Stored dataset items
____________

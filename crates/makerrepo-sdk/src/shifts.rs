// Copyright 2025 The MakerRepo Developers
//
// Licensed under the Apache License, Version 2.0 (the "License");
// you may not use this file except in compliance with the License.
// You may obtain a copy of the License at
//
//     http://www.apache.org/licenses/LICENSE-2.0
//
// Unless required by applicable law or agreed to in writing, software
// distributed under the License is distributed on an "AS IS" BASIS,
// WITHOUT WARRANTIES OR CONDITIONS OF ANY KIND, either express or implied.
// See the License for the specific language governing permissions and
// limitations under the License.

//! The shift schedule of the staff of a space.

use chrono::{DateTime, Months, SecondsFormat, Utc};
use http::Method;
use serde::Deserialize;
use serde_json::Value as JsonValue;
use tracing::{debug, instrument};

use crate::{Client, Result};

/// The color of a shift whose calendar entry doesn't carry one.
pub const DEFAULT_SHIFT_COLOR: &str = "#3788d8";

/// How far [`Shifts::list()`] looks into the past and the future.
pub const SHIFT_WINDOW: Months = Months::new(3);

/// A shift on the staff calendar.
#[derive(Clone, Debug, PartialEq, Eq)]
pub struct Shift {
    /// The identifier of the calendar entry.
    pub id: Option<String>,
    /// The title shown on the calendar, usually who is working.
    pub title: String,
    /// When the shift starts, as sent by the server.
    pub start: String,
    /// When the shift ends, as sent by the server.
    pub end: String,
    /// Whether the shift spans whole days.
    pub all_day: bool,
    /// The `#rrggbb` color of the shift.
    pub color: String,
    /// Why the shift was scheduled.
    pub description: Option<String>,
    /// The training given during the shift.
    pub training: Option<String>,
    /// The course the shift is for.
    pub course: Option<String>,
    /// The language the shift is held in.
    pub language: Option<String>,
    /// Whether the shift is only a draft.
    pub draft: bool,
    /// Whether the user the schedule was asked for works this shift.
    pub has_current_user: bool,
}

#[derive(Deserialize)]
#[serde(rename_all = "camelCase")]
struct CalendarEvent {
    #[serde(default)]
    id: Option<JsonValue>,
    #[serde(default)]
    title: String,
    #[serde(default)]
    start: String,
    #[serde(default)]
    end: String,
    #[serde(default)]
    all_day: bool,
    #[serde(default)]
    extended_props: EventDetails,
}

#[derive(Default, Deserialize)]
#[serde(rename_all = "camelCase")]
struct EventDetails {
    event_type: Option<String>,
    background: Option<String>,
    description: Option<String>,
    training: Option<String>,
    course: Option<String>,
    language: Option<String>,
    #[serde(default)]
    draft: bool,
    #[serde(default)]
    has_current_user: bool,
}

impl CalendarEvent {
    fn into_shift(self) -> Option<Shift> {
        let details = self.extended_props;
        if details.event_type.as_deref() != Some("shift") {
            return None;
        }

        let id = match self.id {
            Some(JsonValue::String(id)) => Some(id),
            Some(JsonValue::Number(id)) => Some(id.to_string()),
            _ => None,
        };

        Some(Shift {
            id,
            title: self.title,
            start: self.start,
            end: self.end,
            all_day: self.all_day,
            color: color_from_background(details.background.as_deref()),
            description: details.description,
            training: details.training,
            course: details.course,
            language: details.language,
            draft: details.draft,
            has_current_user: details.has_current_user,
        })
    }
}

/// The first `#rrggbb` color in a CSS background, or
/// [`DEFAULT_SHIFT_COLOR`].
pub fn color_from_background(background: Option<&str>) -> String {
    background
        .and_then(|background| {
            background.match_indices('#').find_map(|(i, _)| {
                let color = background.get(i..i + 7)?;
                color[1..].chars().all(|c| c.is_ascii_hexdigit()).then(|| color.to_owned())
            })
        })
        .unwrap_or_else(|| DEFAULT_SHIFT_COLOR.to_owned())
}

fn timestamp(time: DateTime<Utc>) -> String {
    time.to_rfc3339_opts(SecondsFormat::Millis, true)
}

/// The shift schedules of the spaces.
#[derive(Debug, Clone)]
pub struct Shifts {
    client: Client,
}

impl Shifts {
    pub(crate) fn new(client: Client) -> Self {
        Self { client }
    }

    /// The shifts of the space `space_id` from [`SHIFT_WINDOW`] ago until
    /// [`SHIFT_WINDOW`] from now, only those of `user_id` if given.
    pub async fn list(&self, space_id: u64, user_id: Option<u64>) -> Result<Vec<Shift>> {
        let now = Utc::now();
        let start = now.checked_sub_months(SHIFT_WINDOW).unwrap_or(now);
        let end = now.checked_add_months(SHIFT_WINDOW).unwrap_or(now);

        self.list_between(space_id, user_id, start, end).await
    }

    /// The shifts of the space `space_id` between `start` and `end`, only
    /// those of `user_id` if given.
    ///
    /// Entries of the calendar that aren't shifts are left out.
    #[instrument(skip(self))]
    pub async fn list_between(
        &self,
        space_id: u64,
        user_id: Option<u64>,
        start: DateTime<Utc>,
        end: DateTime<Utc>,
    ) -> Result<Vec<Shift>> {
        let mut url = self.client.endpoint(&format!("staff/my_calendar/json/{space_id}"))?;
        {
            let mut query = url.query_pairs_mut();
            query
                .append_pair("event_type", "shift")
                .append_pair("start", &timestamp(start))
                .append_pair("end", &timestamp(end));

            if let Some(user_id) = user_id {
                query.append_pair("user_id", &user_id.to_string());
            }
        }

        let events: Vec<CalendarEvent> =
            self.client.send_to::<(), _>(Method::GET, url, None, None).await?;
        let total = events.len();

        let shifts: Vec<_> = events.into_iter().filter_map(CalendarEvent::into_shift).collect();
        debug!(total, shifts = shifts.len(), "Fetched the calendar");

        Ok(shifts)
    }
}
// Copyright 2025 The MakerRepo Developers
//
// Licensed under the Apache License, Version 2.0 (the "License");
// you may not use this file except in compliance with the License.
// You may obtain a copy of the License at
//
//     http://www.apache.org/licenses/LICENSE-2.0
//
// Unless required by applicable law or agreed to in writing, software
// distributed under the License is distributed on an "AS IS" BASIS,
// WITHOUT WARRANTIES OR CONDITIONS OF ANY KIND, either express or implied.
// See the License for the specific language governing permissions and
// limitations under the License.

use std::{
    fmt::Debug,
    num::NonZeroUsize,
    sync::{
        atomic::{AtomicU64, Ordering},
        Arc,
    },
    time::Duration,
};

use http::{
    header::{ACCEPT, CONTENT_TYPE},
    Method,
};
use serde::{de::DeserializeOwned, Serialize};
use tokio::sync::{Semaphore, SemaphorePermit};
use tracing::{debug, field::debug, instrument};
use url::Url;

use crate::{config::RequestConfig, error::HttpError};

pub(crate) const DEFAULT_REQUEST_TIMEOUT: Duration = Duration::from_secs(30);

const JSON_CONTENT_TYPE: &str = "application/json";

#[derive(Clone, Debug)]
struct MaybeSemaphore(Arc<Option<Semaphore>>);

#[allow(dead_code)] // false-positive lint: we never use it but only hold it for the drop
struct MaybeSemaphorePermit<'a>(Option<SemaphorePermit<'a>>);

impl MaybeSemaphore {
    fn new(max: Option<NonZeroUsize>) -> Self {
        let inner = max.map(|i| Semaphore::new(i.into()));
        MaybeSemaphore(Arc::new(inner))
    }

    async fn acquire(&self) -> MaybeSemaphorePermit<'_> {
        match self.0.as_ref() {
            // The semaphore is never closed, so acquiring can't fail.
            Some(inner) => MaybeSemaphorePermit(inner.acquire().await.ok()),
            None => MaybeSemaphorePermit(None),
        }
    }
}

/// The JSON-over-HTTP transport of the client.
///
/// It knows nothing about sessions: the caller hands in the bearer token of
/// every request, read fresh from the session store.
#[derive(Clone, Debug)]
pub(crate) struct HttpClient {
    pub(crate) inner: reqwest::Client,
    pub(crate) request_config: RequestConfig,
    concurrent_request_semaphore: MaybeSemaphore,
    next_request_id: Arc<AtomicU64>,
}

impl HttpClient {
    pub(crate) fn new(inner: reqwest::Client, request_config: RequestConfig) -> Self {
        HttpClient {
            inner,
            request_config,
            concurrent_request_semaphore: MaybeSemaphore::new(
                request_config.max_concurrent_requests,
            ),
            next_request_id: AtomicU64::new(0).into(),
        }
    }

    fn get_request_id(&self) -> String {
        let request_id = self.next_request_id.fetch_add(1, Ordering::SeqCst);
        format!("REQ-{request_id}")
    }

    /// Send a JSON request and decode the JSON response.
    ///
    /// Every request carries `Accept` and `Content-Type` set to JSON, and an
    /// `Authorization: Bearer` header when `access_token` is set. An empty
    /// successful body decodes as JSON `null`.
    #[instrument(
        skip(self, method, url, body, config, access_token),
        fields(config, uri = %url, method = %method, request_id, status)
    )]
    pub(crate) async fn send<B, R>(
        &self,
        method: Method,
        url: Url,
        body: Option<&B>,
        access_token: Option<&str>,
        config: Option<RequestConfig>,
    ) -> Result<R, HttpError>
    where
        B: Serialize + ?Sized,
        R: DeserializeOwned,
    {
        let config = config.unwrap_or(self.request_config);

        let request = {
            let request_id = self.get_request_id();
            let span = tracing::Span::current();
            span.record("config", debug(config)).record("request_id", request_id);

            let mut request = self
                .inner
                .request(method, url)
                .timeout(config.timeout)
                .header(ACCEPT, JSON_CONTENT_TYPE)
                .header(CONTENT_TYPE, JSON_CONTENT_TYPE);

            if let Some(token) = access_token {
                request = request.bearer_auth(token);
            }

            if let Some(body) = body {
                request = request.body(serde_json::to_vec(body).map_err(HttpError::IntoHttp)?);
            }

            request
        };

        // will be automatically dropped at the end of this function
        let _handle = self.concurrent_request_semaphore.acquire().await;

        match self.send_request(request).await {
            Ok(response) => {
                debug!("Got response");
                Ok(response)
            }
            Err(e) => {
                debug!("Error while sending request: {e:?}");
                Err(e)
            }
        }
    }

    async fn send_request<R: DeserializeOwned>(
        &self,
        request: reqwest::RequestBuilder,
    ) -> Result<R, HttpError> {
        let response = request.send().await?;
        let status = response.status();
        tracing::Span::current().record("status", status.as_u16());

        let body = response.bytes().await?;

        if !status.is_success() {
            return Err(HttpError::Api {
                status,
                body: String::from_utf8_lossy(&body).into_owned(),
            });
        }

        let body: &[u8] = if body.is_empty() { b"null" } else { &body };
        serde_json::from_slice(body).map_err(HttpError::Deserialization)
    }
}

____________

- _THE PROBLEM_: Return exactly the lines from the beginning of the data above through the one containing "of a space.", please. Include both end lines and add nothing else.

- _ANSWER FOR THE TASK_:
filename crates/makerrepo-sdk/src/shifts.rs
// Copyright 2025 The MakerRepo Developers
//
// Licensed under the Apache License, Version 2.0 (the "License");
// you may not use this file except in compliance with the License.
// You may obtain a copy of the License at
//
//     http://www.apache.org/licenses/LICENSE-2.0
//
// Unless required by applicable law or agreed to in writing, software
// distributed under the License is distributed on an "AS IS" BASIS,
// WITHOUT WARRANTIES OR CONDITIONS OF ANY KIND, either express or implied.
// See the License for the specific language governing permissions and
// limitations under the License.

//! The shift schedule of the staff of a space.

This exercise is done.